Reputation: 499
I tried to handle this code as I have a big file with the size 3 GB
"mydata.dat" with 161991000
lines. Code is for calculating the distance between two points using DensityPeakCluster. number of points 18000
sample of the file like as
1 2 26.23
1 3 44.49
1 4 47.17
and so on until
1 18000 23.5
then
2 3 25.2
2 4 15.2
until 2 18000 0.25
and so on until 17999 18000 0.25
block one for the code is
class Graph(defaultdict):
def __init__(self, input_file, sep=" ", header=False, undirect=True):
super(Graph, self).__init__(dict)
self.edges_num = 0
with open(input_file) as f:
if header:
f.readline()
for line in f:
line = line.strip().split(sep)
self[line[0]][line[1]] = float(line[2])
self.edges_num += 1
if undirect:
self[line[1]][line[0]] = float(line[2])
self.edges_num += 1
def edges(self):
edges_list = []
for node1 in self:
for node2 in self[node1]:
edges_list.append((node1, node2))
return edges_list
block 2 of the code as the code is long to write it here
def edges_weight(self):
weight_list = []
for edge in self.edges():
node1, node2 = edge
weight_list.append([node1, node2, self[node1][node2]])
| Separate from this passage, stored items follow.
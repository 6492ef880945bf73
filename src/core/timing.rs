use chrono::{DateTime, Datelike, NaiveDate, NaiveTime, TimeZone, Timelike, Utc};

use crate::models::TimeOfDay;

/// Day of week with Sunday as 0 and Saturday as 6
#[inline]
pub fn day_of_week(played_at: &DateTime<Utc>) -> i32 {
    played_at.weekday().num_days_from_sunday() as i32
}

/// Bucket a tee time: before noon is morning, before 17:00 afternoon
pub fn time_of_day(played_at: &DateTime<Utc>) -> TimeOfDay {
    match played_at.hour() {
        0..=11 => TimeOfDay::Morning,
        12..=16 => TimeOfDay::Afternoon,
        _ => TimeOfDay::Evening,
    }
}

/// Parse a `H:MM` / `HH:MM` tee time (hours 0-23, minutes 00-59)
pub fn parse_tee_time(value: &str) -> Option<NaiveTime> {
    let (hours, minutes) = value.split_once(':')?;

    if hours.is_empty() || hours.len() > 2 || minutes.len() != 2 {
        return None;
    }
    if !hours.bytes().chain(minutes.bytes()).all(|b| b.is_ascii_digit()) {
        return None;
    }

    let hours: u32 = hours.parse().ok()?;
    let minutes: u32 = minutes.parse().ok()?;

    NaiveTime::from_hms_opt(hours, minutes, 0)
}

/// Combine the submitted date and tee time into one UTC timestamp
pub fn combine_played_at(date: NaiveDate, tee_time: NaiveTime) -> DateTime<Utc> {
    Utc.from_utc_datetime(&date.and_time(tee_time))
}

/// Weekday name for a 0-6 day index
pub fn day_name(day_of_week: i32) -> &'static str {
    match day_of_week {
        0 => "Sunday",
        1 => "Monday",
        2 => "Tuesday",
        3 => "Wednesday",
        4 => "Thursday",
        5 => "Friday",
        6 => "Saturday",
        _ => "Unknown",
    }
}

#[cfg(test)]
mod tests {
    use super::*;

    #[test]
    fn test_day_of_week() {
        // 2024-06-01 was a Saturday
        let saturday = Utc.with_ymd_and_hms(2024, 6, 1, 7, 30, 0).unwrap();
        assert_eq!(day_of_week(&saturday), 6);

        let sunday = Utc.with_ymd_and_hms(2024, 6, 2, 7, 30, 0).unwrap();
        assert_eq!(day_of_week(&sunday), 0);
    }

    #[test]
    fn test_time_of_day_boundaries() {
        let at = |h| Utc.with_ymd_and_hms(2024, 6, 1, h, 0, 0).unwrap();

        assert_eq!(time_of_day(&at(0)), TimeOfDay::Morning);
        assert_eq!(time_of_day(&at(11)), TimeOfDay::Morning);
        assert_eq!(time_of_day(&at(12)), TimeOfDay::Afternoon);
        assert_eq!(time_of_day(&at(16)), TimeOfDay::Afternoon);
        assert_eq!(time_of_day(&at(17)), TimeOfDay::Evening);
        assert_eq!(time_of_day(&at(23)), TimeOfDay::Evening);
    }

    #[test]
    fn test_parse_tee_time() {
        assert_eq!(parse_tee_time("7:05"), NaiveTime::from_hms_opt(7, 5, 0));
        assert_eq!(parse_tee_time("07:05"), NaiveTime::from_hms_opt(7, 5, 0));
        assert_eq!(parse_tee_time("23:59"), NaiveTime::from_hms_opt(23, 59, 0));

        assert!(parse_tee_time("24:00").is_none());
        assert!(parse_tee_time("12:60").is_none());
        assert!(parse_tee_time("12:5").is_none());
        assert!(parse_tee_time("123:00").is_none());
        assert!(parse_tee_time("+1:00").is_none());
        assert!(parse_tee_time("noon").is_none());
    }

    #[test]
    fn test_combine_played_at() {
        let date = NaiveDate::from_ymd_opt(2024, 6, 1).unwrap();
        let time = NaiveTime::from_hms_opt(14, 10, 0).unwrap();
        let played_at = combine_played_at(date, time);

        assert_eq!(played_at, Utc.with_ymd_and_hms(2024, 6, 1, 14, 10, 0).unwrap());
        assert_eq!(time_of_day(&played_at), TimeOfDay::Afternoon);
    }

    #[test]
    fn test_day_name() {
        assert_eq!(day_name(0), "Sunday");
        assert_eq!(day_name(6), "Saturday");
        assert_eq!(day_name(9), "Unknown");
    }
}
use async_trait::async_trait;
use thiserror::Error;
use uuid::Uuid;

use crate::models::{
    Course, CourseOption, CoursePage, CourseQuery, NewCourse, NewRound, RoundSample,
    RoundSubmission,
};

/// Errors that can occur when talking to the course data store
#[derive(Debug, Error)]
pub enum StoreError {
    #[error("SQLx error: {0}")]
    SqlxError(#[from] sqlx::Error),

    #[error("Migration error: {0}")]
    MigrateError(#[from] sqlx::migrate::MigrateError),

    #[error("Not found: {0}")]
    NotFound(String),
}

/// Persistence boundary for courses and round submissions
///
/// Each method is a single store round-trip; nothing here spans a
/// transaction. Deleting a course removes its rounds as well.
#[async_trait]
pub trait CourseStore: Send + Sync {
    /// Insert an unverified course and return the stored row
    async fn insert_course(&self, course: &NewCourse) -> Result<Course, StoreError>;

    /// Id of a course with the same name, city and state, if any
    async fn find_duplicate(
        &self,
        name: &str,
        city: &str,
        state: &str,
    ) -> Result<Option<Uuid>, StoreError>;

    async fn get_course(&self, id: Uuid) -> Result<Option<Course>, StoreError>;

    /// Overwrite the editable fields of a course; false if it no longer exists
    async fn save_course(&self, course: &Course) -> Result<bool, StoreError>;

    /// Mark a course verified; false if it does not exist
    async fn approve_course(&self, id: Uuid) -> Result<bool, StoreError>;

    /// Delete a course and its rounds; false if it does not exist
    async fn delete_course(&self, id: Uuid) -> Result<bool, StoreError>;

    /// Unverified courses, newest first
    async fn list_unverified(&self) -> Result<Vec<Course>, StoreError>;

    /// Verified courses ordered by name
    async fn list_course_options(&self) -> Result<Vec<CourseOption>, StoreError>;

    /// One page of courses plus the total matching the query's filters
    async fn search_courses(&self, query: &CourseQuery) -> Result<CoursePage, StoreError>;

    async fn insert_round(&self, round: &NewRound) -> Result<RoundSubmission, StoreError>;

    /// Every round of a course, reduced to what the aggregator reads
    async fn round_samples(&self, course_id: Uuid) -> Result<Vec<RoundSample>, StoreError>;

    /// Latest rounds of a course by `played_at`, newest first
    async fn recent_rounds(
        &self,
        course_id: Uuid,
        limit: usize,
    ) -> Result<Vec<RoundSubmission>, StoreError>;

    async fn health_check(&self) -> Result<bool, StoreError>;
}
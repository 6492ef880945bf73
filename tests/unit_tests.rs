// Unit tests for Pace Tracker

use chrono::{NaiveDate, TimeZone, Utc};
use pace_tracker::core::{
    aggregate_rounds, apply_geo_filter, day_name, day_of_week, format_duration,
    haversine_distance, matches_text, minutes_per_hole, parse_tee_time, rate_pace, time_of_day,
    combine_played_at,
};
use pace_tracker::models::{Course, GeoFilter, PaceRating, RoundSample, TimeOfDay};
use uuid::Uuid;

fn create_course(name: &str, lat: f64, lon: f64) -> Course {
    Course {
        id: Uuid::new_v4(),
        name: name.to_string(),
        address: None,
        city: None,
        state: Some("CA".to_string()),
        zip_code: None,
        country: Some("US".to_string()),
        latitude: Some(lat),
        longitude: Some(lon),
        number_of_holes: Some(18),
        par: Some(72),
        phone: None,
        website: None,
        verified: true,
        created_at: Utc::now(),
        updated_at: Utc::now(),
    }
}

fn sample_on(day: u32, minutes: i32) -> RoundSample {
    // June 2024: the 2nd was a Sunday
    let played_at = Utc.with_ymd_and_hms(2024, 6, day, 9, 0, 0).unwrap();
    RoundSample {
        duration_minutes: minutes,
        day_of_week: Some(day_of_week(&played_at)),
        played_at,
    }
}

#[test]
fn test_haversine_distance_zero() {
    let distance = haversine_distance(32.9007, -117.2527, 32.9007, -117.2527);
    assert!(distance < 0.01);
}

#[test]
fn test_haversine_distance_in_miles() {
    // New York to Los Angeles is roughly 2445 miles
    let distance = haversine_distance(40.7128, -74.0060, 34.0522, -118.2437);
    assert!((distance - 2445.0).abs() < 25.0, "Expected ~2445mi, got {}", distance);
}

#[test]
fn test_stats_example() {
    // Mon, Sat, Sun, Tue, Wed, Thu
    let rounds = vec![
        sample_on(3, 240),
        sample_on(8, 270),
        sample_on(2, 210),
        sample_on(4, 255),
        sample_on(5, 225),
        sample_on(6, 300),
    ];

    let stats = aggregate_rounds(&rounds).unwrap();
    assert_eq!(stats.total_rounds, 6);
    assert_eq!(stats.average_duration, 250);
    assert_eq!(stats.weekday_average, 255);
    assert_eq!(stats.weekend_average, 240);
    assert_eq!(stats.fastest_round, 210);
    assert_eq!(stats.slowest_round, 300);
}

#[test]
fn test_stats_weekday_only() {
    let stats = aggregate_rounds(&[sample_on(3, 200), sample_on(4, 220)]).unwrap();
    assert_eq!(stats.weekday_average, 210);
    assert_eq!(stats.weekend_average, 0);
}

#[test]
fn test_pace_bands() {
    assert_eq!(rate_pace(216, 18), PaceRating::Fast);
    // 13.0 per hole is the first average value
    assert_eq!(rate_pace(234, 18), PaceRating::Average);
    assert_eq!(rate_pace(269, 18), PaceRating::Average);
    // 15.0 per hole is the first slow value
    assert_eq!(rate_pace(270, 18), PaceRating::Slow);
    assert_eq!(rate_pace(120, 9), PaceRating::Average);
    assert!((minutes_per_hole(117, 9) - 13.0).abs() < f64::EPSILON);
}

#[test]
fn test_format_duration() {
    assert_eq!(format_duration(255), "4h 15m");
    assert_eq!(format_duration(240), "4h 0m");
    assert_eq!(format_duration(45), "0h 45m");
}

#[test]
fn test_tee_time_derivation() {
    let date = NaiveDate::from_ymd_opt(2024, 6, 2).unwrap();

    let early = combine_played_at(date, parse_tee_time("6:45").unwrap());
    assert_eq!(day_of_week(&early), 0);
    assert_eq!(day_name(day_of_week(&early)), "Sunday");
    assert_eq!(time_of_day(&early), TimeOfDay::Morning);

    let noon = combine_played_at(date, parse_tee_time("12:00").unwrap());
    assert_eq!(time_of_day(&noon), TimeOfDay::Afternoon);

    let late = combine_played_at(date, parse_tee_time("17:00").unwrap());
    assert_eq!(time_of_day(&late), TimeOfDay::Evening);

    assert!(parse_tee_time("24:00").is_none());
    assert!(parse_tee_time("7:5").is_none());
    assert!(parse_tee_time("noon").is_none());
    assert_eq!(day_name(9), "Unknown");
}

#[test]
fn test_text_matching() {
    assert!(matches_text("Torrey Pines South", "torrey pines"));
    assert!(!matches_text("Torrey Pines South", "torrey -south"));
}

#[test]
fn test_geo_filter_sorts_nearest_first() {
    let center = GeoFilter {
        latitude: 32.9007,
        longitude: -117.2527,
        radius_miles: 30.0,
    };

    let courses = vec![
        create_course("Balboa Park", 32.7300, -117.1400),
        create_course("Pebble Beach", 36.5674, -121.9487),
        create_course("Torrey Pines", 32.9007, -117.2527),
    ];

    let hits = apply_geo_filter(courses, &center);
    let names: Vec<&str> = hits.iter().map(|h| h.course.name.as_str()).collect();

    assert_eq!(names, vec!["Torrey Pines", "Balboa Park"]);
    assert!(hits[1].distance.unwrap() > 10.0 && hits[1].distance.unwrap() < 20.0);
}
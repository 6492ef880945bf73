use actix_web::{web, HttpRequest, HttpResponse};

use super::{authenticate, revalidate, AppState};
use crate::error::ActionError;
use crate::models::{CreateRoundRequest, CreatedRound, SuccessResponse};
use crate::services::rounds;

pub fn configure(cfg: &mut web::ServiceConfig) {
    cfg.route("/rounds", web::post().to(create_round));
}

/// Report a round
///
/// POST /api/v1/rounds
///
/// Request body:
/// ```json
/// {
///   "course_id": "uuid",
///   "played_date": "2024-06-01",
///   "tee_time": "7:30",
///   "duration_minutes": 255,
///   "number_of_players": 4,
///   "holes_played": 18,
///   "walk_or_cart": "walk|cart|mixed",
///   "weather_conditions": "sunny",
///   "notes": "string"
/// }
/// ```
async fn create_round(
    state: web::Data<AppState>,
    http_req: HttpRequest,
    body: web::Json<CreateRoundRequest>,
) -> Result<HttpResponse, ActionError> {
    let caller = authenticate(&state, &http_req).await?;

    let round = rounds::create_round(state.store.as_ref(), &caller, body.into_inner()).await?;
    revalidate(&state, round.course_id).await;

    Ok(HttpResponse::Created().json(SuccessResponse::with_data(
        "Round submitted successfully",
        CreatedRound { round_id: round.id },
    )))
}
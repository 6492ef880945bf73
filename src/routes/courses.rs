use actix_web::{web, HttpRequest, HttpResponse};

use super::{authenticate, cached, parse_course_id, revalidate, AppState};
use crate::error::ActionError;
use crate::models::{
    CreateCourseRequest, CreatedCourse, SearchCoursesRequest, SearchCoursesResponse,
    SuccessResponse,
};
use crate::services::{courses, CacheKey};

/// Configure public course routes
pub fn configure(cfg: &mut web::ServiceConfig) {
    cfg.route("/courses", web::get().to(search_courses))
        .route("/courses", web::post().to(create_course))
        .route("/courses/options", web::get().to(list_course_options))
        .route("/courses/{id}", web::get().to(get_course));
}

/// Search verified courses
///
/// GET /api/v1/courses?q=&state=&city=&latitude=&longitude=&distance=&sort=&limit=&offset=
async fn search_courses(
    state: web::Data<AppState>,
    query: web::Query<SearchCoursesRequest>,
) -> Result<HttpResponse, ActionError> {
    let request = query.into_inner();
    let key = CacheKey::search(&request);

    let response = cached(&state, &key, || async {
        let outcome = courses::search_courses(state.store.as_ref(), &state.search, &request).await?;
        Ok::<_, ActionError>(SearchCoursesResponse {
            courses: outcome.courses,
            count: outcome.count,
        })
    })
    .await?;

    Ok(HttpResponse::Ok().json(SuccessResponse::with_data("Courses found", response)))
}

/// Verified courses for the round submission picker
async fn list_course_options(state: web::Data<AppState>) -> Result<HttpResponse, ActionError> {
    let options = cached(&state, &CacheKey::course_options(), || {
        courses::list_course_options(state.store.as_ref())
    })
    .await?;

    Ok(HttpResponse::Ok().json(SuccessResponse::with_data("Course options", options)))
}

/// Course detail with statistics and recent rounds
async fn get_course(
    state: web::Data<AppState>,
    path: web::Path<String>,
) -> Result<HttpResponse, ActionError> {
    let course_id = parse_course_id(&path)?;

    let detail = cached(&state, &CacheKey::course(course_id), || {
        courses::get_course_detail(state.store.as_ref(), course_id)
    })
    .await?;

    Ok(HttpResponse::Ok().json(SuccessResponse::with_data("Course found", detail)))
}

/// Submit a course for review
///
/// POST /api/v1/courses
async fn create_course(
    state: web::Data<AppState>,
    http_req: HttpRequest,
    body: web::Json<CreateCourseRequest>,
) -> Result<HttpResponse, ActionError> {
    let caller = authenticate(&state, &http_req).await?;

    let course = courses::create_course(state.store.as_ref(), &caller, body.into_inner()).await?;
    revalidate(&state, course.id).await;

    Ok(HttpResponse::Created().json(SuccessResponse::with_data(
        "Course submitted for review",
        CreatedCourse {
            course_id: course.id,
        },
    )))
}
weight_list = sorted(weight_list, key=lambda x:x[2])
return weight_list
def get_weight(self, node1, node2):
return self[node1][node2]
def get_weights(self):
weights = []
for edge in self.edges():
weights.append(self.get_weight(edge[0], edge[1]))
return weights
if __name__=="__main__":
input_file = "./data/mydata.dat"
percent = 2.0
output_file = "./data/results"
G = Graph(input_file)
position = round(G.number_of_edges()*percent/100)
dc = G.edges_weight()[position][2]
print("average percentage of neighbours (hard coded): {}".format(percent))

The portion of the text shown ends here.